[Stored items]
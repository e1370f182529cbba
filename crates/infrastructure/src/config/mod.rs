//! Application configuration
//!
//! Split into focused sub-modules:
//! - `server`: HTTP control server settings
//! - `environments`: environment classification lists
//! - `spec`: fault spec applied at start-up
//!
//! Logging settings live in [`crate::telemetry`].

mod environments;
mod server;
mod spec;

use std::path::Path;
use std::sync::Arc;

use application::FaultInjector;
use serde::{Deserialize, Serialize};
use tracing::info;

use crate::adapters::ProcessEnvironment;
use crate::spec_loader::{FaultSpec, SpecError, load_spec};
use crate::telemetry::LoggingConfig;

pub use environments::EnvironmentsConfig;
pub use server::ServerConfig;
pub use spec::SpecAppConfig;

/// Prefix of configuration environment variables (e.g., `FAULTGATE_SERVER__PORT`)
pub const ENV_PREFIX: &str = "FAULTGATE";

/// Main application configuration
#[derive(Debug, Clone, Default, Serialize, Deserialize)]
pub struct AppConfig {
    /// HTTP control server
    #[serde(default)]
    pub server: ServerConfig,

    /// Logging
    #[serde(default)]
    pub logging: LoggingConfig,

    /// Environment classification lists
    #[serde(default)]
    pub environments: EnvironmentsConfig,

    /// Start-up fault spec
    #[serde(default)]
    pub spec: SpecAppConfig,
}

impl AppConfig {
    /// Load configuration from `faultgate.toml` (optional) and environment
    pub fn load() -> Result<Self, config::ConfigError> {
        Self::load_from(None)
    }

    /// Load configuration from an explicit file (required) or the default
    /// `faultgate.toml` (optional), then environment overrides
    pub fn load_from(path: Option<&Path>) -> Result<Self, config::ConfigError> {
        let file = match path {
            Some(path) => config::File::from(path).required(true),
            None => config::File::with_name("faultgate").required(false),
        };

        let builder = config::Config::builder()
            .add_source(file)
            // Override with environment variables (e.g., FAULTGATE_SERVER__PORT)
            .add_source(
                config::Environment::with_prefix(ENV_PREFIX)
                    .prefix_separator("_")
                    .separator("__")
                    .list_separator(",")
                    .with_list_parse_key("environments.allowed")
                    .with_list_parse_key("environments.production")
                    .try_parsing(true),
            );

        builder.build()?.try_deserialize()
    }

    /// Build an injector reading the process environment with the
    /// configured classification lists
    pub fn build_injector(&self) -> Arc<FaultInjector> {
        Arc::new(FaultInjector::with_lists(
            Arc::new(ProcessEnvironment::new()),
            self.environments.to_lists(),
        ))
    }

    /// Rules to install at start-up
    ///
    /// The `FI_FAILURE_COUNTS` seed (when enabled) comes first; entries of
    /// the spec file override it key by key.
    pub fn startup_spec(&self) -> Result<FaultSpec, SpecError> {
        let mut combined = if self.spec.seed_from_env {
            FaultSpec::from_env(&ProcessEnvironment::new()).unwrap_or_default()
        } else {
            FaultSpec::default()
        };

        if let Some(path) = &self.spec.path {
            let file = load_spec(path)?;
            for (key, count) in file.failures {
                combined.precise_failures.remove(&key);
                combined.failures.insert(key, count);
            }
            for (key, n) in file.precise_failures {
                combined.failures.remove(&key);
                combined.precise_failures.insert(key, n);
            }
        }

        info!(
            seed_from_env = self.spec.seed_from_env,
            path = ?self.spec.path,
            rules = combined.failures.len() + combined.precise_failures.len(),
            "Start-up fault spec resolved"
        );
        Ok(combined)
    }
}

Aim of the task:
Print the data above again, with nothing altered and nothing left out.

Output of the task:
repository e1370f182529cbba
filename crates/infrastructure/src/config/mod.rs
//! Application configuration
//!
//! Split into focused sub-modules:
//! - `server`: HTTP control server settings
//! - `environments`: environment classification lists
//! - `spec`: fault spec applied at start-up
//!
//! Logging settings live in [`crate::telemetry`].

mod environments;
mod server;
mod spec;

use std::path::Path;
use std::sync::Arc;

use application::FaultInjector;
use serde::{Deserialize, Serialize};
use tracing::info;

use crate::adapters::ProcessEnvironment;
use crate::spec_loader::{FaultSpec, SpecError, load_spec};
use crate::telemetry::LoggingConfig;

pub use environments::EnvironmentsConfig;
pub use server::ServerConfig;
pub use spec::SpecAppConfig;

/// Prefix of configuration environment variables (e.g., `FAULTGATE_SERVER__PORT`)
pub const ENV_PREFIX: &str = "FAULTGATE";

/// Main application configuration
#[derive(Debug, Clone, Default, Serialize, Deserialize)]
pub struct AppConfig {
    /// HTTP control server
    #[serde(default)]
    pub server: ServerConfig,

    /// Logging
    #[serde(default)]
    pub logging: LoggingConfig,

    /// Environment classification lists
    #[serde(default)]
    pub environments: EnvironmentsConfig,

    /// Start-up fault spec
    #[serde(default)]
    pub spec: SpecAppConfig,
}

impl AppConfig {
    /// Load configuration from `faultgate.toml` (optional) and environment
    pub fn load() -> Result<Self, config::ConfigError> {
        Self::load_from(None)
    }

    /// Load configuration from an explicit file (required) or the default
    /// `faultgate.toml` (optional), then environment overrides
    pub fn load_from(path: Option<&Path>) -> Result<Self, config::ConfigError> {
        let file = match path {
            Some(path) => config::File::from(path).required(true),
            None => config::File::with_name("faultgate").required(false),
        };

        let builder = config::Config::builder()
            .add_source(file)
            // Override with environment variables (e.g., FAULTGATE_SERVER__PORT)
            .add_source(
                config::Environment::with_prefix(ENV_PREFIX)
                    .prefix_separator("_")
                    .separator("__")
                    .list_separator(",")
                    .with_list_parse_key("environments.allowed")
                    .with_list_parse_key("environments.production")
                    .try_parsing(true),
            );

        builder.build()?.try_deserialize()
    }

    /// Build an injector reading the process environment with the
    /// configured classification lists
    pub fn build_injector(&self) -> Arc<FaultInjector> {
        Arc::new(FaultInjector::with_lists(
            Arc::new(ProcessEnvironment::new()),
            self.environments.to_lists(),
        ))
    }

    /// Rules to install at start-up
    ///
    /// The `FI_FAILURE_COUNTS` seed (when enabled) comes first; entries of
    /// the spec file override it key by key.
    pub fn startup_spec(&self) -> Result<FaultSpec, SpecError> {
        let mut combined = if self.spec.seed_from_env {
            FaultSpec::from_env(&ProcessEnvironment::new()).unwrap_or_default()
        } else {
            FaultSpec::default()
        };

        if let Some(path) = &self.spec.path {
            let file = load_spec(path)?;
            for (key, count) in file.failures {
                combined.precise_failures.remove(&key);
                combined.failures.insert(key, count);
            }
            for (key, n) in file.precise_failures {
                combined.failures.remove(&key);
                combined.precise_failures.insert(key, n);
            }
        }

        info!(
            seed_from_env = self.spec.seed_from_env,
            path = ?self.spec.path,
            rules = combined.failures.len() + combined.precise_failures.len(),
            "Start-up fault spec resolved"
        );
        Ok(combined)
    }
}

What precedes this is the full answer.